A: This is usually not an issue, as bedwetting and accidents typically resolve after the 90-day M.O.P. protocol, beginning with 30 consecutive days of enemas. However, in up to 30% of severely constipated children, 30 consecutive days is not sufficient to clean out the child’s chronically clogged rectum. I’ve got loads of X-rays to prove it!
These children need to keep going with daily enemas. I do not advise tapering to every other day until a child has five to seven completely dry days and nights. If the child is showing improvement during the 30 days but just isn’t consistently dry, I recommend continuing with daily pediatric enemas. But when a child shows little to no improvement — it happens, unfortunately — I advise moving on to M.O.P.+, a more aggressive regimen involving large-volume enemas. (In The M.O.P. Book, I explain what constitutes "progress" and when to move on.)
Either way, parents should not be concerned that continuing with daily enemas well past 30 days is unsafe. My concern is that it can be ineffective. I’ve had parents say, “We’ve been doing enemas for 90 days and my child is still wet every night.” Don’t spin your wheels! There is always a next step to try.
Q: Will daily enemas traumatize children?
A: Not according to the families I’ve worked with. No studies have considered whether a regimen such as M.O.P. will “emotionally scar” a child, as one doctor told a mom in our Facebook support group, but I cannot find any basis for this concern. As far as I can tell, doctors who issue this warning to parents have no actual experience with enemas.
Certainly many parents and children are apprehensive, if not downright afraid, when they start doing enemas. Mostly they fear enemas will hurt, and sometimes they do hurt. This is usually because the child isn’t relaxed or lying in the right position or because there’s not enough lubrication on the tip. Read “11 Ways to Ease Your Child’s Fear of Enemas” or download our free infographic “9 Ways to Make Enemas Less Scary” for specific ideas, all recommended by parents who’ve been through M.O.P.
For most families, enemas quickly become routine, even something to look forward to. As one mom in our support group posted: “My 4.5 year old loves his enemas! He was constipated and had stomach aches for over 2 years with nothing else helping. Now he's going on his own, dry and clean all day and no tummy aches.”

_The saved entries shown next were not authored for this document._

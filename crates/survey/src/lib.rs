//! Survey Engines - feedback collection over resolved support threads
//!
//! This crate provides the behavior between Slack events and the core state:
//! - Watches thread chatter for the resolution phrase and offers a survey
//! - Opens the feedback form when the offer is accepted
//! - Records rating and comment edits as they stream in, in any order
//! - Finalizes one submission per user per thread and confirms in place
//! - Forwards finished records to the external collection endpoint
//!
//! # Architecture
//!
//! Each engine implements one of the service traits the Slack handlers are
//! generic over:
//! 1. **Prompting** (`prompt`) - `PromptService` over channel messages
//! 2. **Form lifecycle** (`form`) - `FormService` over form interactions
//! 3. **Finalization** (`finalizer`) - `FinalizerService` over submit clicks
//! 4. **Delivery** (`collector`) - `FeedbackCollector` for the outbound POST
//!
//! # Key Types
//!
//! - `PromptEngine` - Stateless trigger matching, re-prompts on every match
//! - `FormEngine` - Display-name caching and pending-form bookkeeping
//! - `SubmissionFinalizer` - Atomic claim, record build, delivery, confirmation
//! - `HttpCollector` - Fire-and-forget POST of finished records
//!
//! # Concurrency Principle
//!
//! Engines never hold the session store lock across an outbound call. All
//! duplicate suppression rides on the store's atomic submission claim, so
//! concurrent submit clicks cannot double-record.

pub mod collector;
pub mod finalizer;
pub mod form;
pub mod prompt;

pub use collector::{CollectorError, FeedbackCollector, HttpCollector, NoopCollector};
pub use finalizer::SubmissionFinalizer;
pub use form::FormEngine;
pub use prompt::PromptEngine;
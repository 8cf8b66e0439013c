pub mod config;
pub mod doctor;

/// Outcome of a CLI command: what to print and what exit code to return.
#[derive(Debug, Clone)]
pub struct CommandResult {
    pub exit_code: u8,
    pub output: String,
}
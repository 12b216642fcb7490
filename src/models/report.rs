use chrono::{DateTime, Utc};
use serde::{Deserialize, Serialize};
use serde_json::Value;

/// Generated report (financial, performance, accountability). Reports are
/// write-once through the API: there is no PATCH route for them.
#[derive(Debug, Clone, Serialize, Deserialize)]
#[serde(rename_all = "camelCase")]
pub struct Report {
    pub id: i64,
    pub title: String,
    #[serde(rename = "type")]
    pub kind: String,
    /// "monthly", "quarterly" or "yearly".
    pub period: String,
    /// Human-readable period, e.g. "January 2025", "Q1 2025", "2025".
    pub period_value: String,
    pub department: String,
    pub content: Option<Value>,
    pub file_url: Option<String>,
    pub generated_by: i64,
    pub created_at: DateTime<Utc>,
    pub updated_at: DateTime<Utc>,
}

#[derive(Debug, Clone, Deserialize)]
#[serde(rename_all = "camelCase")]
pub struct InsertReport {
    pub title: String,
    #[serde(rename = "type")]
    pub kind: String,
    pub period: String,
    pub period_value: String,
    pub department: String,
    #[serde(default)]
    pub content: Option<Value>,
    #[serde(default)]
    pub file_url: Option<String>,
    pub generated_by: i64,
}
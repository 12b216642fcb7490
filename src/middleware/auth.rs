use axum::{
    extract::{Request, State},
    http::HeaderMap,
    middleware::Next,
    response::Response,
};

use crate::app::AppState;
use crate::auth;
use crate::error::ApiError;
use crate::models::{Role, User};
use crate::store::UserStore;

/// Authenticated user context extracted from the bearer token and the store.
#[derive(Clone, Debug)]
pub struct CurrentUser {
    pub id: i64,
    pub username: String,
    pub role: Role,
    pub department: String,
}

impl From<&User> for CurrentUser {
    fn from(user: &User) -> Self {
        Self {
            id: user.id,
            username: user.username.clone(),
            role: user.role,
            department: user.department.clone(),
        }
    }
}

/// Authentication gate. Validates the bearer token, reloads the user from
/// the store (a token for a vanished user is worthless) and injects a
/// [`CurrentUser`] extension for downstream handlers.
pub async fn require_auth(
    State(state): State<AppState>,
    headers: HeaderMap,
    mut request: Request,
    next: Next,
) -> Result<Response, ApiError> {
    let token = extract_bearer_token(&headers).map_err(ApiError::unauthorized)?;

    let claims = auth::validate_jwt(&token).map_err(|e| {
        tracing::warn!("rejected token: {}", e);
        ApiError::unauthorized("Unauthorized")
    })?;

    let user = state
        .store
        .user(claims.sub)
        .await?
        .ok_or_else(|| ApiError::unauthorized("Unauthorized"))?;

    request.extensions_mut().insert(CurrentUser::from(&user));
    Ok(next.run(request).await)
}

fn extract_bearer_token(headers: &HeaderMap) -> Result<String, String> {
    let auth_header = headers
        .get("authorization")
        .ok_or_else(|| "Unauthorized".to_string())?;

    let auth_str = auth_header.to_str().map_err(|_| "Unauthorized".to_string())?;

    match auth_str.strip_prefix("Bearer ") {
        Some(token) if !token.trim().is_empty() => Ok(token.to_string()),
        _ => Err("Unauthorized".to_string()),
    }
}

#[cfg(test)]
mod tests {
    use super::*;
    use axum::http::HeaderValue;

    #[test]
    fn bearer_extraction() {
        let mut headers = HeaderMap::new();
        assert!(extract_bearer_token(&headers).is_err());

        headers.insert("authorization", HeaderValue::from_static("Token abc"));
        assert!(extract_bearer_token(&headers).is_err());

        headers.insert("authorization", HeaderValue::from_static("Bearer "));
        assert!(extract_bearer_token(&headers).is_err());

        headers.insert("authorization", HeaderValue::from_static("Bearer abc.def.ghi"));
        assert_eq!(extract_bearer_token(&headers).unwrap(), "abc.def.ghi");
    }
}
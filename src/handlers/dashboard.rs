//! Dashboard aggregate: static budget overview figures plus live recent
//! transactions and pending documents.
//!
//! The overview, distribution and monthly realization blocks are the fixed
//! presentation values the original system served; only the two entity
//! lists reflect actual store contents.

use axum::extract::State;
use axum::Json;
use serde_json::{json, Value};

use crate::app::AppState;
use crate::error::ApiError;
use crate::store::{DocumentStore, TransactionStore};

/// GET /api/dashboard
pub async fn snapshot(State(state): State<AppState>) -> Result<Json<Value>, ApiError> {
    let recent_transactions = state.store.recent_transactions(4).await?;
    let pending_documents = state.store.pending_documents(4).await?;

    Ok(Json(json!({
        "budgetOverview": {
            "totalBudget": 12_500_000_000i64,
            "realization": 7_800_000_000i64,
            "remaining": 4_700_000_000i64,
            "documentCount": 143
        },
        "budgetDistribution": [
            { "name": "Program Kesehatan", "percentage": 45 },
            { "name": "Pendidikan", "percentage": 25 },
            { "name": "Administrasi", "percentage": 20 },
            { "name": "Lainnya", "percentage": 10 }
        ],
        "monthlyRealization": [
            { "month": "Jan", "amount": 700_000_000i64 },
            { "month": "Feb", "amount": 950_000_000i64 },
            { "month": "Mar", "amount": 1_200_000_000i64 },
            { "month": "Apr", "amount": 1_000_000_000i64 },
            { "month": "May", "amount": 1_350_000_000i64 },
            { "month": "Jun", "amount": 1_500_000_000i64 },
            { "month": "Jul", "amount": 1_400_000_000i64 },
            { "month": "Aug", "amount": 1_800_000_000i64 },
            { "month": "Sep", "amount": 1_350_000_000i64 },
            { "month": "Oct", "amount": 0 },
            { "month": "Nov", "amount": 0 },
            { "month": "Dec", "amount": 0 }
        ],
        "recentTransactions": recent_transactions,
        "pendingDocuments": pending_documents
    })))
}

Another mom posted: “My daughter likes how she feels after. Does she want them to end one day? Yes! But she is perfectly content because she has seen how getting them helps. And it helped her to be comfortable pooping at school because she can feel the urge now.”
Yet another mom posted that it was oral drugs, like Miralax, that caused her daughter distress. “[Oral] cleanouts gave her messy accidents, humiliation, and painful rashes. My daughter loves her enemas! We announce, ‘It's enema time’ with the Muppets' Mnah Mnah song: ‘An enema, doot doo doo doo doot.’”
I hear stories like this all the time. Yet many doctors simply refuse to believe children are fine with enemas. One mom posted: “When my child told the doctor she liked enemas because she felt better, her statement was immediately dismissed with a ‘No, you don't. No one likes them.’ "
Another mom wrote: “Our daughter’s urologist still makes a stinky face and says it's really aggressive treatment choice.”
Indeed, M.O.P. is aggressive — in the best possible way. Chronic constipation in children is a notoriously stubborn problem, and in my experience, aggressive treatment is the only kind of treatment worth doing.